The requisite Moai stage. Pretty standard until the Moai suddenly start shooting HUGE LASERS out of their eyes in addition to their typical rings. The boss is a double-headed Easter Island monument called Moai Dimension that rotates around you while spouting insults.


This stage showcases an effective use of 3D effects to make the floor and ceiling gyrate as if it were alive, as if the armies of malignant cells weren't enough to tell. This scaling also comes into play during the boss fight with Mad Skin, who has an eye that shoots HUGE LASERS.


A plant stage that demonstrates what would happen if you didn't cut your grass for a billion years and is overgrown with a garden variety of vicious, vile, and voracious vegetative villains. The boss is a mutant flower that has three irritating forms: Stinger Kid, Hunter Fang, and Giga's Rose.


Stage 7 begins as an homage to the classic recurring volcano stage design but spices up the old recipe as the whole thing begins to get sucked into a black hole. Another Bigcore variation, Kraken, serves as boss and can throw giant boulders at you, which is pretty boss, I guess.


Speaking of bosses, Gradius wrote the book on throwing lots of them at you and this stage's name is no lie -- it's a pure boss rush if there ever was one. Six of the buggers await, with a secret seventh should you be playing on the second loop.


You begin with a high speed infiltration of the enemy fortress, but what future truly awaits within?

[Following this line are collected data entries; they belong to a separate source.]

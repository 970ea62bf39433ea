//! First-line grammars, selected per parser through [`FirstLineKind`].

use http::{Method, StatusCode};

use crate::ensure;
use crate::protocol::{FirstLine, ParseError, RequestLine, StatusLine};

/// Chooses which grammar a [`MessageParser`](super::MessageParser) applies to the first line.
#[derive(Debug, Clone, Copy, PartialEq, Eq)]
pub enum FirstLineKind {
    /// `METHOD SP PATH SP PROTOCOL`
    Request,
    /// `PROTOCOL SP 3DIGIT SP REASON`
    Status,
}

impl FirstLineKind {
    /// Parses `line` with the grammar this kind selects.
    ///
    /// # Errors
    ///
    /// Returns [`ParseError::FirstLineSyntax`] when the line does not match.
    pub fn parse(self, line: &str) -> Result<FirstLine, ParseError> {
        match self {
            FirstLineKind::Request => parse_request_line(line).map(FirstLine::Request),
            FirstLineKind::Status => parse_status_line(line).map(FirstLine::Status),
        }
    }
}

/// Method and path end at the first and second space; the protocol is the rest of the line.
fn parse_request_line(line: &str) -> Result<RequestLine, ParseError> {
    let malformed = || ParseError::first_line_syntax(line);

    let (method, rest) = line.split_once(' ').ok_or_else(malformed)?;
    let (path, protocol) = rest.split_once(' ').ok_or_else(malformed)?;
    ensure!(!method.is_empty() && !path.is_empty() && !protocol.is_empty(), malformed());

    let method = Method::from_bytes(method.as_bytes()).map_err(|_e| malformed())?;

    Ok(RequestLine::new(method, path, protocol))
}

fn parse_status_line(line: &str) -> Result<StatusLine, ParseError> {
    let malformed = || ParseError::first_line_syntax(line);

    let (protocol, rest) = line.split_once(' ').ok_or_else(malformed)?;
    let (code, reason) = rest.split_once(' ').ok_or_else(malformed)?;
    ensure!(!protocol.is_empty() && !reason.is_empty(), malformed());
    ensure!(code.len() == 3 && code.bytes().all(|b| b.is_ascii_digit()), malformed());

    let status = StatusCode::from_bytes(code.as_bytes()).map_err(|_e| malformed())?;

    Ok(StatusLine::new(protocol, status, reason))
}

#[cfg(test)]
mod tests {
    use super::*;

    #[test]
    fn request_line() {
        let line = FirstLineKind::Request.parse("POST /hello?a=1 HTTP/1.1").unwrap();
        let FirstLine::Request(request) = line else { panic!("expected request line") };

        assert_eq!(request.method(), &Method::POST);
        assert_eq!(request.path(), "/hello?a=1");
        assert_eq!(request.protocol(), "HTTP/1.1");
    }

    #[test]
    fn request_line_keeps_extension_methods_and_protocol_tail() {
        let line = FirstLineKind::Request.parse("PURGE /cache HTTP/1.1 extra").unwrap();
        let FirstLine::Request(request) = line else { panic!("expected request line") };

        assert_eq!(request.method().as_str(), "PURGE");
        assert_eq!(request.protocol(), "HTTP/1.1 extra");
    }

    #[test]
    fn malformed_request_lines() {
        for line in ["GET", "GET /", "GET  HTTP/1.1", " / HTTP/1.1", "GET / ", "G(T / HTTP/1.1", ""] {
            assert_eq!(
                FirstLineKind::Request.parse(line),
                Err(ParseError::first_line_syntax(line)),
                "line {line:?} should be rejected"
            );
        }
    }

    #[test]
    fn status_line() {
        let line = FirstLineKind::Status.parse("HTTP/1.1 404 Not Found").unwrap();
        let FirstLine::Status(status) = line else { panic!("expected status line") };

        assert_eq!(status.protocol(), "HTTP/1.1");
        assert_eq!(status.status(), StatusCode::NOT_FOUND);
        assert_eq!(status.reason(), "Not Found");
    }

    #[test]
    fn malformed_status_lines() {
        for line in ["HTTP/1.1 200", "HTTP/1.1 20 OK", "HTTP/1.1 2000 OK", "HTTP/1.1 abc OK", "HTTP/1.1 099 Low", "HTTP/1.1 200 "] {
            assert_eq!(
                FirstLineKind::Status.parse(line),
                Err(ParseError::first_line_syntax(line)),
                "line {line:?} should be rejected"
            );
        }
    }

    #[test]
    fn kinds_do_not_cross() {
        assert!(FirstLineKind::Status.parse("GET / HTTP/1.1").is_err());
        // '/' is not a token character, so a status line never passes as a method
        assert!(FirstLineKind::Request.parse("HTTP/1.1 200 OK").is_err());
    }
}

You think you can beat him with that? Loser.

The final boss is O.V.U.M., which is an acronym that stands for Original Visions of Ultimate Monster.


Soundtrack album cover

Gradius Gaiden's soundtrack was composed by Norikazu Miura (under the alias Nories Miura), who went on to compose for Tokimeki Memorial and later Suikoden games. It is more unique among Gradius titles in that its music is long and more complex, in contrast to the shorter, melodic loops of its forebears.

The soundtrack to the game was released on CD on December 22, 1997 with the catalog number KICA-7817. It is one of the rarer game soundtracks released and along with its Gradius pedigree, it holds considerable value.

Kuhn Poini and Esmeralda

Music from Gradius Gaiden was remixed and released as part of a DLC pack for the Xbox 360 port of Otomedius Gorgeous on March 25, 2009. The pack's music is used for new characters Esmeralda and Kuhn Poini, who represent Gradius Gaiden's Jade Knight and Falchion β.